Après le coup d »État de Brumaire, bien que le nouveau gouvernement soit toujours composé de vieux thermidoriens, les décrets de déportation sont révoqués, les églises sont mises à disposition pour les célébrations et l »observance des décades ne reste obligatoire que pour les fonctionnaires. Le serment de haine envers la monarchie est aboli, mais un serment de fidélité à la constitution est introduit pour les ministres du culte. Certains catholiques, menés par Émery, s »y déclarent favorables afin de garantir un retour au culte le plus rapidement possible et de ne pas abandonner davantage les fidèles. D »autre part, les plus intransigeants insistent sur le système des missions en attendant le retour du Rex Christianissimus, détenteur légitime du pouvoir. Cette position trouve un terrain fertile parmi les émigrants et dans les régions où la combinaison de scrupules religieux et de loyauté envers la couronne persiste. Napoléon libère donc les ministres des régions occidentales, où le problème de la chouannerie n »est pas encore totalement résolu, de cet engagement, première étape vers l »armistice de 1801. La division entre les orthodoxes est aggravée par le manque d »évêques sur le sol français et l »absence de séminaires pour recruter de nouveaux prêtres. En outre, dans les départements où la promesse était interdite, les églises furent attribuées aux constitutionnalistes, qui acquirent ainsi de plus en plus de fiabilité aux yeux du gouvernement et plus de pouvoir après la convocation d »un nouveau Conseil.

Napoléon est bien conscient que la France reste et veut rester catholique malgré les tentatives de déchristianisation. Il est convaincu que la pacification de l »Ouest est impossible sans les bons prêtres et reconnaît la facilité avec laquelle l »ordre peut être rétabli lorsqu »on leur donne plus de garanties. Il est primordial de gagner la sympathie du clergé orthodoxe, le seul qui a une réelle emprise sur le peuple et qui a fait obstacle à la conscription et à la collecte des impôts. La situation offrait deux alternatives : la coercition, voie que le Directoire avait déjà tenté d »emprunter au moyen des lois de séparation au risque de perdre la République, ou le compromis avec une autorité supérieure capable de faire accepter les nouveautés fondamentales de la révolution et à laquelle les constitutionnalistes eux-mêmes s »étaient de plus en plus adressés pour obtenir des directives doctrinales et disciplinaires. Les raisons du Concordat ne peuvent être réellement appréciées si on ne les observe pas dans une perspective européenne. En effet, la pacification avec la papauté aurait été plus efficace qu »une alliance entre Napoléon lui-même et le clergé constitutionnel ou la faction protestante, pour consolider sa légitimité et celle de la Révolution même dans les territoires conquis comme la Belgique, la Rhénanie et l »Italie du Nord (où l »autorité n »était reconnue que lorsqu »elle était consacrée par la religion). Il pourrait également aligner tous les autres États italiens et l »Espagne catholique à sa cause dans une clé anti-anglaise.

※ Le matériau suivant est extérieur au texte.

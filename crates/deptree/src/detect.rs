use crate::scratch::is_skipped_dir;
use crate::{DepTreeError, Result};
use depwarden_protocol::Technology;
use std::collections::BTreeMap;
use std::fs;
use std::path::{Path, PathBuf};
use walkdir::WalkDir;

/// Technology → directories it was detected in, shallowest first.
pub type DetectedTechnologies = BTreeMap<Technology, Vec<PathBuf>>;

/// Technologies whose root build already covers nested modules.
fn covers_descendants(tech: Technology) -> bool {
    matches!(
        tech,
        Technology::Maven | Technology::Gradle | Technology::Nuget
    )
}

/// Technologies detected from the entries directly inside `dir`.
pub fn detect_in_dir(dir: &Path) -> Result<Vec<Technology>> {
    let entries: Vec<String> = fs::read_dir(dir)?
        .filter_map(|entry| entry.ok())
        .map(|entry| entry.file_name().to_string_lossy().into_owned())
        .collect();
    Ok(Technology::ALL
        .into_iter()
        .filter(|tech| tech.signature().matches(&entries))
        .collect())
}

/// Walks `root` (one directory unless `recursive`) and groups matching
/// directories per technology.
pub fn detect_technologies(root: &Path, recursive: bool) -> Result<DetectedTechnologies> {
    if !root.is_dir() {
        return Err(DepTreeError::NoProject(root.to_path_buf()));
    }
    let mut detected = DetectedTechnologies::new();
    let max_depth = if recursive { usize::MAX } else { 0 };
    let walker = WalkDir::new(root)
        .max_depth(max_depth)
        .sort_by_file_name()
        .into_iter()
        .filter_entry(|entry| !is_skipped_dir(entry));

    for entry in walker {
        let entry = entry.map_err(|err| DepTreeError::Other(err.to_string()))?;
        if !entry.file_type().is_dir() {
            continue;
        }
        let dir = entry.path();
        for tech in detect_in_dir(dir)? {
            let dirs = detected.entry(tech).or_default();
            let covered =
                covers_descendants(tech) && dirs.iter().any(|parent| dir.starts_with(parent));
            if !covered {
                dirs.push(dir.to_path_buf());
            }
        }
    }
    for (tech, dirs) in &detected {
        log::debug!("Detected {tech} in {} location(s)", dirs.len());
    }
    Ok(detected)
}

#[cfg(test)]
mod tests {
    use super::*;
    use pretty_assertions::assert_eq;
    use tempfile::TempDir;

    fn touch(root: &Path, rel: &str) {
        let path = root.join(rel);
        if let Some(parent) = path.parent() {
            fs::create_dir_all(parent).unwrap();
        }
        fs::write(path, "").unwrap();
    }

    #[test]
    fn yarn_lock_wins_over_npm() {
        let dir = TempDir::new().unwrap();
        touch(dir.path(), "package.json");
        touch(dir.path(), "yarn.lock");
        assert_eq!(detect_in_dir(dir.path()).unwrap(), vec![Technology::Yarn]);
    }

    #[test]
    fn poetry_needs_lock_file() {
        let dir = TempDir::new().unwrap();
        touch(dir.path(), "pyproject.toml");
        assert!(detect_in_dir(dir.path()).unwrap().is_empty());
        touch(dir.path(), "poetry.lock");
        assert_eq!(detect_in_dir(dir.path()).unwrap(), vec![Technology::Poetry]);
    }

    #[test]
    fn non_recursive_looks_at_root_only() {
        let dir = TempDir::new().unwrap();
        touch(dir.path(), "go.mod");
        touch(dir.path(), "web/package.json");
        let detected = detect_technologies(dir.path(), false).unwrap();
        assert_eq!(detected.keys().copied().collect::<Vec<_>>(), vec![Technology::Go]);
    }

    #[test]
    fn recursive_walk_skips_node_modules_and_submodules() {
        let dir = TempDir::new().unwrap();
        touch(dir.path(), "pom.xml");
        touch(dir.path(), "core/pom.xml");
        touch(dir.path(), "web/package.json");
        touch(dir.path(), "web/node_modules/left-pad/package.json");
        touch(dir.path(), "docker/Dockerfile");

        let detected = detect_technologies(dir.path(), true).unwrap();
        assert_eq!(detected[&Technology::Maven], vec![dir.path().to_path_buf()]);
        assert_eq!(detected[&Technology::Npm], vec![dir.path().join("web")]);
        assert_eq!(
            detected[&Technology::Docker],
            vec![dir.path().join("docker")]
        );
    }

    #[test]
    fn missing_root_is_an_error() {
        let dir = TempDir::new().unwrap();
        let err = detect_technologies(&dir.path().join("nope"), true).unwrap_err();
        assert!(matches!(err, DepTreeError::NoProject(_)));
    }
}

Du point de vue du nouvel élu Pie VII, le sort du catholicisme dépend de l »attitude qu »adoptera la France. En effet, les autres puissances catholiques sont considérées comme peu fiables, car elles sont toujours prêtes à prendre des bandes de terre au Saint-Siège ou une partie de ses prérogatives, conformément à la pensée Joséphine désormais répandue. De plus, le Saint-Siège n »aurait jamais accepté de lier sa cause à une alliance exclusive pour ne pas sacrifier la liberté apostolique et maintenir sa vocation universaliste. Néanmoins, les meilleures perspectives qu »offre apparemment la France incitent les milieux curiaux à rechercher un accord avec Napoléon. Cet accord éventuel devait être fondé sur deux pierres angulaires. La liberté de culte, entendue comme la reconnaissance du catholicisme comme religion d »État ou du moins comme religion dominante qui obligerait le pouvoir civil à respecter sa discipline et à ne pas promouvoir de lois contraires à ses mœurs, et d »autre part la fin du schisme constitutionnel. Joseph Bonaparte, le frère de Napoléon, est donc envoyé à Rome pour négocier avec le pape.

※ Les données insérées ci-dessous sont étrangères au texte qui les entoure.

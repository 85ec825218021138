use crate::runner::{CommandOutput, CommandSpec};
use crate::Result;
use depwarden_graph::{build_tree, merge_unique, DependencyGraph, GraphNode, UniqueDeps};
use depwarden_protocol::Technology;

/// Tag the resolvers put on test-only dependencies.
pub const TEST_TAG: &str = "test";

/// Parsed resolver output for one module.
#[derive(Debug, Clone, Default)]
pub struct ModuleGraph {
    pub root: String,
    pub graph: DependencyGraph,
}

impl ModuleGraph {
    pub fn new(root: impl Into<String>) -> Self {
        let root = root.into();
        let mut graph = DependencyGraph::new();
        graph.add_node(&root);
        Self { root, graph }
    }
}

/// Trees of every module of a project plus their concatenated unique set.
#[derive(Debug, Clone)]
pub struct DependencyTrees {
    pub technology: Technology,
    pub trees: Vec<GraphNode>,
    pub unique: UniqueDeps,
    /// Resolver failure that was recovered from because output still parsed.
    pub resolver_error: Option<String>,
}

impl DependencyTrees {
    pub fn node_count(&self) -> usize {
        self.trees.iter().map(GraphNode::node_count).sum()
    }
}

pub(crate) fn trees_from_modules(
    technology: Technology,
    modules: Vec<ModuleGraph>,
    exclude_test_deps: bool,
    resolver_error: Option<String>,
) -> Result<DependencyTrees> {
    let mut trees = Vec::with_capacity(modules.len());
    let mut unique_sets = Vec::with_capacity(modules.len());
    for module in modules {
        let graph = if exclude_test_deps {
            module.graph.without_only_tagged(TEST_TAG, &module.root)
        } else {
            module.graph
        };
        let (tree, unique) = build_tree(&graph, &module.root)?;
        trees.push(tree);
        unique_sets.push(unique);
    }
    let unique = merge_unique(unique_sets);
    log::debug!(
        "{technology}: {} module(s), {} unique dependencies",
        trees.len(),
        unique.len()
    );
    Ok(DependencyTrees {
        technology,
        trees,
        unique,
        resolver_error,
    })
}

/// Applies the partial-output policy: a failed resolver run is kept only when
/// its output still parses into at least one module with a dependency.
pub(crate) fn accept_output<T: AsRef<[ModuleGraph]>>(
    spec: &CommandSpec,
    output: CommandOutput,
    parse: impl FnOnce(&CommandOutput) -> Result<T>,
) -> Result<(T, Option<String>)> {
    if output.is_success() {
        return parse(&output).map(|parsed| (parsed, None));
    }
    match parse(&output) {
        Ok(parsed) if modules_have_nodes(parsed.as_ref()) => {
            let message = format!("{} failed with {}", spec.program, output.code_label());
            log::warn!("{message}; keeping the partial dependency graph");
            Ok((parsed, Some(message)))
        }
        _ => {
            log::warn!("{} failed with {}", spec.program, output.code_label());
            Err(output.into_error(spec))
        }
    }
}

fn modules_have_nodes(modules: &[ModuleGraph]) -> bool {
    modules.iter().any(|module| module.graph.len() > 1)
}

#[cfg(test)]
mod tests {
    use super::*;
    use crate::DepTreeError;

    fn module() -> ModuleGraph {
        let mut module = ModuleGraph::new("npm://app:1.0.0");
        module.graph.add_dependency("npm://app:1.0.0", "npm://a:1");
        module.graph.add_dependency("npm://app:1.0.0", "npm://jest:29");
        module.graph.add_types("npm://jest:29", [TEST_TAG]);
        module
    }

    #[test]
    fn test_only_nodes_can_be_excluded() {
        let trees = trees_from_modules(Technology::Npm, vec![module()], true, None).unwrap();
        assert_eq!(trees.trees[0].nodes.len(), 1);
        assert!(!trees.unique.contains_key("npm://jest:29"));

        let trees = trees_from_modules(Technology::Npm, vec![module()], false, None).unwrap();
        assert!(trees.unique.contains_key("npm://jest:29"));
    }

    #[test]
    fn partial_output_with_nodes_is_kept() {
        let spec = CommandSpec::new("npm", "/tmp");
        let output = CommandOutput {
            status: Some(1),
            stdout: "tree".into(),
            stderr: "ERR! missing peer".into(),
        };
        let (modules, error) = accept_output(&spec, output, |_| Ok(vec![module()])).unwrap();
        assert_eq!(modules.len(), 1);
        assert_eq!(error.as_deref(), Some("npm failed with exit code 1"));
    }

    #[test]
    fn partial_output_without_nodes_fails() {
        let spec = CommandSpec::new("npm", "/tmp");
        let output = CommandOutput::failure(1, "ERR! boom");
        let err = accept_output(&spec, output, |_| Ok(vec![ModuleGraph::new("npm://app:1")]))
            .unwrap_err();
        assert!(matches!(err, DepTreeError::ResolverFailed { .. }));
        assert!(err.to_string().contains("ERR! boom"));
    }
}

Les premiers signes concrets de rapprochement apparaissent en février, lorsqu »une première version du Concordat est envoyée au pape ; à cette occasion, un ancien simulacre de Notre-Dame de Lorette, qui avait été pris par les Français lors du pillage de l »église de Lorette en 1797, est également restitué. Après plusieurs mois de négociations, le Concordat est signé le 15 juillet 1801 et ratifié par les deux parties – représentées par le cardinal secrétaire d »État, Consalvi, et Joseph Bonaparte – le 14 août de la même année. Un an plus tard, Napoléon, afin de manifester sa volonté de réconciliation, assiste à une messe à Notre-Dame (Te Deum) en compagnie de vingt évêques et du cardinal Giovanni Battista Caprara Montecuccoli.

En vertu des dispositions du Concordat, la France reconnaît le catholicisme comme la religion majeure de la nation et rétablit certains droits civils retirés à l »Église par la constitution civile du clergé en 1790. Le document, rédigé par le secrétaire d »État, Ercole Consalvi, stipule que l »Église renonce aux biens saisis par l »État français après la révolution, tout en recevant le droit de déposer les évêques, qui continuent à être élus par l »État. Il n »est pas fait mention des ordres religieux supprimés pendant la révolution, qui sont donc restés dans une situation non découverte.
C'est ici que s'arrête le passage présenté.